Album Review: Celer- Tempelhof
When you run your own label, you can create your own banner
year for releases.
Such is the case with William Long, and his Two Acorns
label—fresh off of the masterful How
Could You Believe Me When I Said I Loved You When You Know I’ve Been A Liar All
My Life, Long has returned with the digital release Tempelhof, inspired by his travels on tour across Europe.

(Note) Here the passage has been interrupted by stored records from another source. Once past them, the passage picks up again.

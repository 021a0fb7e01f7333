//! Configuration surface consumed by the evaluation core.
//!
//! Values arrive as opaque strings from the host's option interface and
//! are normalized and clamped here, mirroring the UCI `setoption`
//! handling of the surrounding engine.

use std::path::PathBuf;

#[cfg(feature = "serde")]
use serde::{Deserialize, Serialize};

use crate::nnue::{EVAL_FILE_DEFAULT_BIG, EVAL_FILE_DEFAULT_SMALL};

/// Follow-up work an option change requires from the host.
#[derive(Debug, Clone, Copy, PartialEq, Eq)]
pub enum EvalOptionAction {
    /// An evaluation file name changed; re-run network resolution
    ReloadNetworks,
}

/// Evaluation options. Field semantics follow the engine's option
/// names; out-of-range values are clamped on the way in.
#[derive(Debug, Clone, PartialEq, Eq)]
#[cfg_attr(feature = "serde", derive(Serialize, Deserialize))]
pub struct EvalOptions {
    /// Requested big-network file name; empty means the built-in default
    pub eval_file: String,
    /// Requested small-network file name; empty means the built-in default
    pub eval_file_small: String,
    /// Extra directory probed during network resolution
    pub network_directory: Option<PathBuf>,
    /// Master switch for style-based evaluation
    pub use_style: bool,
    /// Enables in-search dynamic style adjustment
    pub dynamic_style: bool,
    /// Blend weight for the aggressive style, 0-100
    pub tal_weight: u32,
    /// Blend weight for the defensive style, 0-100
    pub petrosian_weight: u32,
    /// Blend weight for the balanced style, 0-100
    pub capablanca_weight: u32,
    /// Enables the manual material/positional emphasis overrides
    pub manual_weights: bool,
    /// Manual material emphasis, -12..12
    pub materialistic: i32,
    /// Manual positional emphasis, -12..12
    pub positional: i32,
}

impl Default for EvalOptions {
    fn default() -> Self {
        EvalOptions {
            eval_file: String::new(),
            eval_file_small: String::new(),
            network_directory: None,
            use_style: false,
            dynamic_style: false,
            tal_weight: 20,
            petrosian_weight: 20,
            capablanca_weight: 20,
            manual_weights: false,
            materialistic: 0,
            positional: 0,
        }
    }
}

impl EvalOptions {
    /// Material emphasis applied to the adjusted network blend.
    #[must_use]
    pub fn material_bias(&self) -> i32 {
        if self.manual_weights {
            10 * self.materialistic
        } else {
            0
        }
    }

    /// Positional emphasis applied to the adjusted network blend.
    #[must_use]
    pub fn positional_bias(&self) -> i32 {
        if self.manual_weights {
            10 * self.positional
        } else {
            0
        }
    }

    /// Print the option declarations in UCI format.
    pub fn print(&self) {
        println!(
            "option name EvalFile type string default {}",
            EVAL_FILE_DEFAULT_BIG
        );
        println!(
            "option name EvalFileSmall type string default {}",
            EVAL_FILE_DEFAULT_SMALL
        );
        println!(
            "option name Use Shashin Style type check default {}",
            self.use_style
        );
        println!(
            "option name Shashin Dynamic Style type check default {}",
            self.dynamic_style
        );
        println!(
            "option name Shashin Tal Weight type spin default {} min 0 max 100",
            self.tal_weight
        );
        println!(
            "option name Shashin Petrosian Weight type spin default {} min 0 max 100",
            self.petrosian_weight
        );
        println!(
            "option name Shashin Capablanca Weight type spin default {} min 0 max 100",
            self.capablanca_weight
        );
        println!(
            "option name Manual Evaluation Strategy type check default {}",
            self.manual_weights
        );
        println!(
            "option name Materialistic Evaluation Strategy type spin default {} min -12 max 12",
            self.materialistic
        );
        println!(
            "option name Positional Evaluation Strategy type spin default {} min -12 max 12",
            self.positional
        );
    }

    /// Apply one `setoption`-style change. Unknown names are ignored.
    pub fn apply_setoption(&mut self, name: &str, value: Option<&str>) -> Option<EvalOptionAction> {
        let normalized = name.trim().to_ascii_lowercase();
        match normalized.as_str() {
            "evalfile" => {
                let new = value.unwrap_or("").trim().to_string();
                if new != self.eval_file {
                    self.eval_file = new;
                    return Some(EvalOptionAction::ReloadNetworks);
                }
            }
            "evalfilesmall" => {
                let new = value.unwrap_or("").trim().to_string();
                if new != self.eval_file_small {
                    self.eval_file_small = new;
                    return Some(EvalOptionAction::ReloadNetworks);
                }
            }
            "use shashin style" => {
                if let Some(v) = value {
                    self.use_style = parse_bool(v);
                }
            }
            "shashin dynamic style" => {
                if let Some(v) = value {
                    self.dynamic_style = parse_bool(v);
                }
            }
            "shashin tal weight" => {
                if let Some(v) = value.and_then(|v| v.parse::<i64>().ok()) {
                    self.tal_weight = v.clamp(0, 100) as u32;
                }
            }
            "shashin petrosian weight" => {
                if let Some(v) = value.and_then(|v| v.parse::<i64>().ok()) {
                    self.petrosian_weight = v.clamp(0, 100) as u32;
                }
            }
            "shashin capablanca weight" => {
                if let Some(v) = value.and_then(|v| v.parse::<i64>().ok()) {
                    self.capablanca_weight = v.clamp(0, 100) as u32;
                }
            }
            "manual evaluation strategy" => {
                if let Some(v) = value {
                    self.manual_weights = parse_bool(v);
                }
            }
            "materialistic evaluation strategy" => {
                if let Some(v) = value.and_then(|v| v.parse::<i64>().ok()) {
                    self.materialistic = v.clamp(-12, 12) as i32;
                }
            }
            "positional evaluation strategy" => {
                if let Some(v) = value.and_then(|v| v.parse::<i64>().ok()) {
                    self.positional = v.clamp(-12, 12) as i32;
                }
            }
            _ => {}
        }
        None
    }
}

fn parse_bool(v: &str) -> bool {
    matches!(v.trim().to_ascii_lowercase().as_str(), "true" | "1")
}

Recorded in 2013 and mixed over the last two years, Tempelhof shows an eerie sense of slow
motion grandeur that conjures of the feeling of being displaced in a strange
land time and time again.
“You wake up and
you're in a different place, or already moving on to the next before you can
experience the place,” he says in the liner notes on the album’s Bandcamp
page.
Similar to a number of ambient, experimental, and drone
releases, Tempelhof is a pure
headphone record—sure, you could listen to it over a stereo, but then you’d
miss out on the fully encompassing moments of the opening tracks—“Light Inside
and Ahead” and “Deck Allusion”; both of which completely envelop the listener
as their respective tones and rich layers unfold.
As an album, Tempelhof
ebbs and flows—between each longer piece are interludes, like transferring at a
train station, and each segment nearly segues into the next. Between “Deck
Allusion,” “Night Train t Berlin,” and “A Single Quantum Event,” the same tone
and atmosphere is sustained throughout all three before it slowly fades away.
Like all good ambient and experimental music, Tempelhof works to create a feeling—it’s
a calming, reassuring record. Even though each piece has a very similar sound,
there are enough subtle differences throughout the overall warm feeling that
this set give off as a whole that make it a worthwhile, evocative listening experience.